(Stored data)

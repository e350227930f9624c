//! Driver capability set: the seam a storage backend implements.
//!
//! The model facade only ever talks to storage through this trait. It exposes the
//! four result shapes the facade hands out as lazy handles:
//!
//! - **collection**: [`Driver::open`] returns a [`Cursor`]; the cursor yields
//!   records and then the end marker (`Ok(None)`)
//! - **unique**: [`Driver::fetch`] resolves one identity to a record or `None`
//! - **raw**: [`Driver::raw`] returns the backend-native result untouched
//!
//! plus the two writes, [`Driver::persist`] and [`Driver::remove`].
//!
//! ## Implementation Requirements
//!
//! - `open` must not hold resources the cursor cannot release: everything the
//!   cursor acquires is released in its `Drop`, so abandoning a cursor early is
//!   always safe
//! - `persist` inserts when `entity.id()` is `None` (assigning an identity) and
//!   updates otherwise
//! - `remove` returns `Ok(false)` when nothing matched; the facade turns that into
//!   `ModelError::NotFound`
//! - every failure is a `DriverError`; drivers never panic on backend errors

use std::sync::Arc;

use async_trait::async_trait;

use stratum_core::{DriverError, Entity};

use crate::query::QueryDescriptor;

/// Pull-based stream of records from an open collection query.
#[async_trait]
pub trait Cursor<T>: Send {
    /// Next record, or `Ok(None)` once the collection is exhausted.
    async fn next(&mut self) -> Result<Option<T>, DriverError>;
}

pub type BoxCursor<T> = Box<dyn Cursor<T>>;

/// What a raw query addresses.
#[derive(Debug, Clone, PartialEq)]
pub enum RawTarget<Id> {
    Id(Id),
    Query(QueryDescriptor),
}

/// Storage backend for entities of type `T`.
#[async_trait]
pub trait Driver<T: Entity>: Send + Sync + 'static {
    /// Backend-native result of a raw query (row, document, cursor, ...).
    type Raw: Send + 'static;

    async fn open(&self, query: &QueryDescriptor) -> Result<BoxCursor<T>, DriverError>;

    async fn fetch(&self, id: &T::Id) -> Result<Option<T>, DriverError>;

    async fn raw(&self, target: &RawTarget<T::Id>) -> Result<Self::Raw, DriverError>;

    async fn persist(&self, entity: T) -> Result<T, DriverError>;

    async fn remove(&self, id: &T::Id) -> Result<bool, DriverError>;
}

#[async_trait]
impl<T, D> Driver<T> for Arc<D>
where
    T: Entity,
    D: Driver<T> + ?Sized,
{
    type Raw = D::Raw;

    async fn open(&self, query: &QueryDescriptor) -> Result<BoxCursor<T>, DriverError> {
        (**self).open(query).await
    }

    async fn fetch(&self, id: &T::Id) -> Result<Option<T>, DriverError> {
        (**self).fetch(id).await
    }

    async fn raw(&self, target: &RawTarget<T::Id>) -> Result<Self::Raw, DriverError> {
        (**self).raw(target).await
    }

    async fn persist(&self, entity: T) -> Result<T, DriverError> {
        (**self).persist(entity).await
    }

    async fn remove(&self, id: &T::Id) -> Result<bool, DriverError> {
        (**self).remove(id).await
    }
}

--

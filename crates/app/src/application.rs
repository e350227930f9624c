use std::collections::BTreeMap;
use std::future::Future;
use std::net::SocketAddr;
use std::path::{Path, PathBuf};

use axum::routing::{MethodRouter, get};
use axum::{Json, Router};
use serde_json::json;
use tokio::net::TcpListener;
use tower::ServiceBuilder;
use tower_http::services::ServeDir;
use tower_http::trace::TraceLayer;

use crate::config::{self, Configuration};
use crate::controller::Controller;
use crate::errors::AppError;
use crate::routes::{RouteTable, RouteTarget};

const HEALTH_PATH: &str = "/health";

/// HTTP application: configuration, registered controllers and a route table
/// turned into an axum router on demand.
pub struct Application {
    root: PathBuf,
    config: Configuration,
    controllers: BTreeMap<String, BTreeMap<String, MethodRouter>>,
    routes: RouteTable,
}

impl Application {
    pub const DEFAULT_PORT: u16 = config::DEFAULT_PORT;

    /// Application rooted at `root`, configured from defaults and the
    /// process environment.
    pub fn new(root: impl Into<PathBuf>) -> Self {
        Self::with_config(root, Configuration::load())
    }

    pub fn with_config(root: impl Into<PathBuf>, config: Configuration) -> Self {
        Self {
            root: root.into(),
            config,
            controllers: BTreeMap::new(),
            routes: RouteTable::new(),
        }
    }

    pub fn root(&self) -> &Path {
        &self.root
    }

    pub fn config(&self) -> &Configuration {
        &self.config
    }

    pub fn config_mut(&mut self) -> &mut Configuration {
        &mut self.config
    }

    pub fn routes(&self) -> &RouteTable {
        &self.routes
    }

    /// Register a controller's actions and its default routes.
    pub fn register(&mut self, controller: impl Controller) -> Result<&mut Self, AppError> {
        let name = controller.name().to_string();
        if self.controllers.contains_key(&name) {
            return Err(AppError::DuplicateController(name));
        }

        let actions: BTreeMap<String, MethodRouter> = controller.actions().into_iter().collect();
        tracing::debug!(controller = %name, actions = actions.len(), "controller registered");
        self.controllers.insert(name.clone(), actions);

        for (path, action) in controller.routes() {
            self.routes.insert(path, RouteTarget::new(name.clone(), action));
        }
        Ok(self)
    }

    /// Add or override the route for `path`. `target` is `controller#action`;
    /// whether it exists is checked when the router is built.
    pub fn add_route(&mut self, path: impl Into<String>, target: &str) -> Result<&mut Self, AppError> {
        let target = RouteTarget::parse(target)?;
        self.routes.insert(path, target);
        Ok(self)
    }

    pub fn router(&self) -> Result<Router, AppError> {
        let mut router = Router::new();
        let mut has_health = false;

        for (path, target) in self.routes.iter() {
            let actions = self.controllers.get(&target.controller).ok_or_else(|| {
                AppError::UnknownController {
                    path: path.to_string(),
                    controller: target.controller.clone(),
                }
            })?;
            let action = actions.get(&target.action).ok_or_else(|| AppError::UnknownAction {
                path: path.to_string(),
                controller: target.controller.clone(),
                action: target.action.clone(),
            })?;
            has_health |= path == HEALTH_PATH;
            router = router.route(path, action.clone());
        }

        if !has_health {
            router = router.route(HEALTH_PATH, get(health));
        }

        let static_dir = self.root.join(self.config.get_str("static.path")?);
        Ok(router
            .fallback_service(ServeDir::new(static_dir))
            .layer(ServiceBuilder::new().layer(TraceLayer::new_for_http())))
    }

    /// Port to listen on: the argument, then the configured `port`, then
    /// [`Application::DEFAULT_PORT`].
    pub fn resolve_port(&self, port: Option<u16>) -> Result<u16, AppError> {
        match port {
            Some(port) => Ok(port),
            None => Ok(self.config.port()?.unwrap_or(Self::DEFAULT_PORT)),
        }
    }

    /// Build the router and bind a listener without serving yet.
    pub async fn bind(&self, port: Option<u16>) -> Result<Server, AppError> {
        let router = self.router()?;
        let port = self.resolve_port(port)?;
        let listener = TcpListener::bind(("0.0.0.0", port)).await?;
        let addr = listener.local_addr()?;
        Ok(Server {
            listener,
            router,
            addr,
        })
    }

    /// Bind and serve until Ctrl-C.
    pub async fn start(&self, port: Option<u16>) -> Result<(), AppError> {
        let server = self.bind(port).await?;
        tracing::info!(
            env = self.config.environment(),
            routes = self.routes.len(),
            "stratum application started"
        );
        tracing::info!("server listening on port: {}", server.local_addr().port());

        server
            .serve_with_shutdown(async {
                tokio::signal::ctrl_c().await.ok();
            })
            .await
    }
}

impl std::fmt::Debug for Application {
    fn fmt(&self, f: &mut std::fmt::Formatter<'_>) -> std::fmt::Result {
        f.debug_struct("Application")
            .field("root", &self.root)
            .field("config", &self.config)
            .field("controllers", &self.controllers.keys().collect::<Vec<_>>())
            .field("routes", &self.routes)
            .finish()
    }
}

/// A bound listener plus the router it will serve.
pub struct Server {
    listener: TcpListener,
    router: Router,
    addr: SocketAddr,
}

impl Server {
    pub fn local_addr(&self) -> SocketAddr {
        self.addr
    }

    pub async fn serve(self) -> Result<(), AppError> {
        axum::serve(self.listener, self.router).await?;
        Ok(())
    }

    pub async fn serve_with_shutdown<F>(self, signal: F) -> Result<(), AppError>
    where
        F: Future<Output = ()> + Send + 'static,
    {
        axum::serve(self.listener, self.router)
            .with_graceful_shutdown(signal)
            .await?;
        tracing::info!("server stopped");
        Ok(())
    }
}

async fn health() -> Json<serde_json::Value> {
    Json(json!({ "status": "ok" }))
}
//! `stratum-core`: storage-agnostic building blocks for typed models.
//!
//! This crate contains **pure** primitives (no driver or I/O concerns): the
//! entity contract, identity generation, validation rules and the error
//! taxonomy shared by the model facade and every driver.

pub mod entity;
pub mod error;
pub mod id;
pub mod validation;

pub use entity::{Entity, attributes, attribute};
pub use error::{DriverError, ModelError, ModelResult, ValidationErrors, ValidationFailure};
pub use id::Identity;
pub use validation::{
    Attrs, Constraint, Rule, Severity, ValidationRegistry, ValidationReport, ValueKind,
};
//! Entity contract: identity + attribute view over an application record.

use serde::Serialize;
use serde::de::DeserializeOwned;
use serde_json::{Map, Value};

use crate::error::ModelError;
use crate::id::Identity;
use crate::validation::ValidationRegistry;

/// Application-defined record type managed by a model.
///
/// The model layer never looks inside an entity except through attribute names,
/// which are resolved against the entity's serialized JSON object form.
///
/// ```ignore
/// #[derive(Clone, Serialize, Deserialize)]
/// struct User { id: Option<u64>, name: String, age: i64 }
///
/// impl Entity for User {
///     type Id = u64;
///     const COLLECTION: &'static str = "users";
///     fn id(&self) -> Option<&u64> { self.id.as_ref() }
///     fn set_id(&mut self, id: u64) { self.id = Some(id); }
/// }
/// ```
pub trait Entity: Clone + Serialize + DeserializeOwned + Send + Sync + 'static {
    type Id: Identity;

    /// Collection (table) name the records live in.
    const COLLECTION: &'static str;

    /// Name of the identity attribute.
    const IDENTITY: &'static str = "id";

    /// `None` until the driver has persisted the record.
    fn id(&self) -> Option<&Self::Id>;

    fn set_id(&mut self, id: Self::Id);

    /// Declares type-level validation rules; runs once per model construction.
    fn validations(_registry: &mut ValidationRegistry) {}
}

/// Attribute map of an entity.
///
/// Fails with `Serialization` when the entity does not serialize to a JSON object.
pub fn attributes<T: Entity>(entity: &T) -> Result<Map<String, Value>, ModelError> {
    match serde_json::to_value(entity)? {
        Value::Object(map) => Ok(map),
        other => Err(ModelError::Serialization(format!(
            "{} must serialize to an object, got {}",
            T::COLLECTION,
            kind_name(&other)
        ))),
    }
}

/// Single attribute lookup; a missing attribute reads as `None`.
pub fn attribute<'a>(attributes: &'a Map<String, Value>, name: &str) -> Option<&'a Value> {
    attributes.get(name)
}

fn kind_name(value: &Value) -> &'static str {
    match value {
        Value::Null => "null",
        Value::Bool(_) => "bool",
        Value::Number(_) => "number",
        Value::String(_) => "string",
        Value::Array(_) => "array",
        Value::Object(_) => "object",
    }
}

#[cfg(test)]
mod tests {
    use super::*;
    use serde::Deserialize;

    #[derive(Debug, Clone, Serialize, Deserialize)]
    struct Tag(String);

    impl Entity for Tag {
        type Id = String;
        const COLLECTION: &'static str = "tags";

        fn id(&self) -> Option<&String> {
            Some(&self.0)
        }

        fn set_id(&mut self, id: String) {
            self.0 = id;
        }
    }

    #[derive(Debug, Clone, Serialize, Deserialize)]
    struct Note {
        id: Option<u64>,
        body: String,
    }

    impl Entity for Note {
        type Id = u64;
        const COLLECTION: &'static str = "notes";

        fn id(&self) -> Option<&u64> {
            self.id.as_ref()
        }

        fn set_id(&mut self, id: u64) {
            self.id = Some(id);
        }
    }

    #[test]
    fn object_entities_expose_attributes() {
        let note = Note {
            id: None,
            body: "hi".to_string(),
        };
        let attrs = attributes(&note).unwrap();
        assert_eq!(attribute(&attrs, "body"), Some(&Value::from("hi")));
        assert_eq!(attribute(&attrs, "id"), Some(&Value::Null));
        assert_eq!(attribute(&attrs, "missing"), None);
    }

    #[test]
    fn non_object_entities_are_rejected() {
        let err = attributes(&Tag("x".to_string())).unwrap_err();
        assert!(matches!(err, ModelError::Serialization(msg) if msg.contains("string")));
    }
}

* _What is needed_
Please return every line of the records that contains the word "native".

* _Exercise solution_
//! - **raw**: [`Driver::raw`] returns the backend-native result untouched
    /// Backend-native result of a raw query (row, document, cursor, ...).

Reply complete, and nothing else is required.